For example, chances are you’ll see an error like the one below.
kubectl get pods --watch
NAME READY STATUS RESTARTS AGE
nginx-deployment-7fdff64ddd-ntpx9 0/1 Error 2 (27s ago) 29s
nginx-deployment-7fdff64ddd-rpwwl 0/1 Error 2 (26s ago) 29s
Digging in a bit deeper, you’ll notice that the error comes from the ReadOnly
settings.
kubectl logs nginx-deployment-7fdff64ddd-ntpx9
/docker-entrypoint.sh: /docker-entrypoint.d/ is not empty, will attempt to perform configuration
/docker-entrypoint.sh: Looking for shell scripts in /docker-entrypoint.d/
/docker-entrypoint.sh: Launching /docker-entrypoint.d/10-listen-on-ipv6-by-default.sh
10-listen-on-ipv6-by-default.sh: info: can not modify /etc/nginx/conf.d/default.conf (read-only file system?)
/docker-entrypoint.sh: Sourcing /docker-entrypoint.d/15-local-resolvers.envsh
/docker-entrypoint.sh: Launching /docker-entrypoint.d/20-envsubst-on-templates.sh
/docker-entrypoint.sh: Launching /docker-entrypoint.d/30-tune-worker-processes.sh
/docker-entrypoint.sh: Configuration complete; ready for start up
2024/06/02 15:00:04 [emerg] 1#1: mkdir() "/var/cache/nginx/client_temp" failed (30: Read-only file system)
nginx: [emerg] mkdir() "/var/cache/nginx/client_temp" failed (30: Read-only file system)
Although the ReadOnly
settings are what we want from a security perspective, sometimes we need Write
access.

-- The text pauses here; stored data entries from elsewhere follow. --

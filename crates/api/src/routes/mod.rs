//! Route handlers for the HTTP API.

pub mod brand_head;
pub mod business_developer;
pub mod content;
pub mod health;
pub mod telecaller;

use axum::routing::{get, patch, post};
use axum::Router;

use crate::state::AppState;

/// Build the router with all routes.
pub fn router() -> Router<AppState> {
    Router::new()
        .route("/health", get(health::health))
        // Telecaller
        .route("/api/telecaller/leads", post(telecaller::create_lead))
        .route("/api/telecaller/leads/:id/status", patch(telecaller::update_status))
        .route("/api/telecaller/leads/:id/forward", post(telecaller::forward))
        .route("/api/telecaller/:id/leads", get(telecaller::list_leads))
        .route("/api/telecaller/:id/forwarded", get(telecaller::forwarded_count))
        // Business developer
        .route("/api/bd/:id/leads", get(business_developer::list_leads))
        .route("/api/bd/clients", post(business_developer::create_client))
        // Brand head
        .route("/api/brand-head/:id/clients", get(brand_head::list_clients))
        // Content workflow
        .route("/api/writer/batches", post(content::create_batch))
        .route("/api/content/batches/:id", get(content::get_batch))
        .route("/api/designer/posts/:id/submissions", post(content::submit_design))
        .route("/api/dm/posts/:id/approve", post(content::dm_approve))
        .route("/api/dm/posts/:id/rework", post(content::dm_request_rework))
        .route("/api/client/posts/:id/approve", post(content::client_approve))
        .route("/api/client/posts/:id/rework", post(content::client_request_rework))
        .route("/api/posts/:id/help-tickets", post(content::raise_help_ticket))
        .route("/api/help-tickets/:id/resolve", post(content::resolve_help_ticket))
}
//! Database error types.

use thiserror::Error;

/// Errors that can occur during database operations.
#[derive(Debug, Error)]
pub enum DatabaseError {
    /// SQLx error (connection, query, etc.)
    #[error("database error: {0}")]
    Sqlx(#[from] sqlx::Error),

    /// Migration error
    #[error("migration error: {0}")]
    Migration(#[from] sqlx::migrate::MigrateError),

    /// Record not found
    #[error("{entity} not found: {id}")]
    NotFound { entity: &'static str, id: String },

    /// Record already exists
    #[error("{entity} already exists: {id}")]
    AlreadyExists { entity: &'static str, id: String },

    /// A stored column holds a value the domain types do not recognise.
    #[error("invalid {field} value: {value}")]
    InvalidValue { field: &'static str, value: String },
}

impl DatabaseError {
    pub(crate) fn not_found(entity: &'static str, id: impl ToString) -> Self {
        DatabaseError::NotFound {
            entity,
            id: id.to_string(),
        }
    }

    /// Map a unique-constraint violation to `AlreadyExists`, anything else to `Sqlx`.
    pub(crate) fn on_unique(entity: &'static str, id: impl ToString) -> impl FnOnce(sqlx::Error) -> Self {
        move |e| {
            if let sqlx::Error::Database(ref db_err) = e {
                if db_err.is_unique_violation() {
                    return DatabaseError::AlreadyExists {
                        entity,
                        id: id.to_string(),
                    };
                }
            }
            DatabaseError::Sqlx(e)
        }
    }
}

/// Result type for database operations.
pub type Result<T> = std::result::Result<T, DatabaseError>;
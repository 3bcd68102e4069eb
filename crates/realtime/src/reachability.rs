//! Network reachability probing.

use std::time::Duration;

use async_trait::async_trait;
use tokio::net::lookup_host;
use tracing::debug;

/// Answers whether the network looks usable before a reconnect attempt.
#[async_trait]
pub trait Reachability: Send + Sync {
    async fn is_online(&self) -> bool;
}

/// Treats a successful DNS resolution of a known host as "online".
#[derive(Debug, Clone)]
pub struct DnsReachability {
    host: String,
    port: u16,
    timeout: Duration,
}

impl DnsReachability {
    pub fn new(host: impl Into<String>) -> Self {
        Self {
            host: host.into(),
            port: 443,
            timeout: Duration::from_secs(5),
        }
    }

    pub fn with_timeout(mut self, timeout: Duration) -> Self {
        self.timeout = timeout;
        self
    }
}

#[async_trait]
impl Reachability for DnsReachability {
    async fn is_online(&self) -> bool {
        let target = format!("{}:{}", self.host, self.port);
        match tokio::time::timeout(self.timeout, lookup_host(target)).await {
            Ok(Ok(mut addrs)) => addrs.next().is_some(),
            Ok(Err(e)) => {
                debug!("Reachability lookup for {} failed: {}", self.host, e);
                false
            }
            Err(_) => {
                debug!("Reachability lookup for {} timed out", self.host);
                false
            }
        }
    }
}

#[cfg(test)]
mod tests {
    use super::*;

    #[tokio::test]
    async fn test_localhost_is_reachable() {
        let reachability = DnsReachability::new("localhost");
        assert!(reachability.is_online().await);
    }

    #[tokio::test]
    async fn test_invalid_host_is_offline() {
        let reachability = DnsReachability::new("no-such-host.invalid")
            .with_timeout(Duration::from_secs(2));
        assert!(!reachability.is_online().await);
    }
}
//! Client CRUD operations.

use sqlx::SqlitePool;

use crate::error::{DatabaseError, Result};
use crate::models::{Client, NewClient};
use crate::timestamp_now;

/// Create a new client.
///
/// A business-developer lead opens at most one account; a second client for
/// the same `source_lead_id` is `AlreadyExists`.
pub async fn create_client(pool: &SqlitePool, client: &NewClient) -> Result<Client> {
    let created_at = timestamp_now();
    let id = sqlx::query_scalar::<_, i64>(
        r#"
        INSERT INTO clients (company_name, email, package, source_lead_id, created_at)
        VALUES (?, ?, ?, ?, ?)
        RETURNING id
        "#,
    )
    .bind(&client.company_name)
    .bind(&client.email)
    .bind(&client.package)
    .bind(client.source_lead_id)
    .bind(&created_at)
    .fetch_one(pool)
    .await
    .map_err(DatabaseError::on_unique(
        "Client for lead",
        client.source_lead_id.map_or_else(String::new, |id| id.to_string()),
    ))?;

    Ok(Client {
        id,
        company_name: client.company_name.clone(),
        email: client.email.clone(),
        package: client.package.clone(),
        team_id: None,
        source_lead_id: client.source_lead_id,
        created_at,
    })
}

/// Get a client by ID.
pub async fn get_client(pool: &SqlitePool, id: i64) -> Result<Client> {
    sqlx::query_as::<_, Client>(
        r#"
        SELECT id, company_name, email, package, team_id, source_lead_id, created_at
        FROM clients
        WHERE id = ?
        "#,
    )
    .bind(id)
    .fetch_optional(pool)
    .await?
    .ok_or_else(|| DatabaseError::not_found("Client", id))
}

/// List clients assigned to a brand head, most recent assignment first.
pub async fn list_clients_for_brand_head(pool: &SqlitePool, brand_head_id: i64) -> Result<Vec<Client>> {
    let clients = sqlx::query_as::<_, Client>(
        r#"
        SELECT c.id, c.company_name, c.email, c.package, c.team_id, c.source_lead_id, c.created_at
        FROM clients c
        INNER JOIN client_assignments ca ON ca.client_id = c.id
        WHERE ca.brand_head_id = ?
        ORDER BY ca.assigned_at DESC, ca.id DESC
        "#,
    )
    .bind(brand_head_id)
    .fetch_all(pool)
    .await?;

    Ok(clients)
}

Therefore, engineers must understand this and simply mitigate as much as possible.
If you remove the readOnlyRootFilesytem
section, you should now see the Pods are running.
kubectl get pods --watch
NAME READY STATUS RESTARTS AGE
nginx-deployment-b68647d85-ddwkn 1/1 Running 0 4s
nginx-deployment-b68647d85-q2lzx 1/1 Running 0 4s
Pod Security Standards
PSS, or Pod Security Standards, are a set of standards that you should follow when deploying Pods. The hope with PSS is that it covers the typical spectrum of security.
There are three standards:
- Privileged
- Baseline
- Restricted
Privileged are unrestricted policies. This is considered the “free-for-all” policy.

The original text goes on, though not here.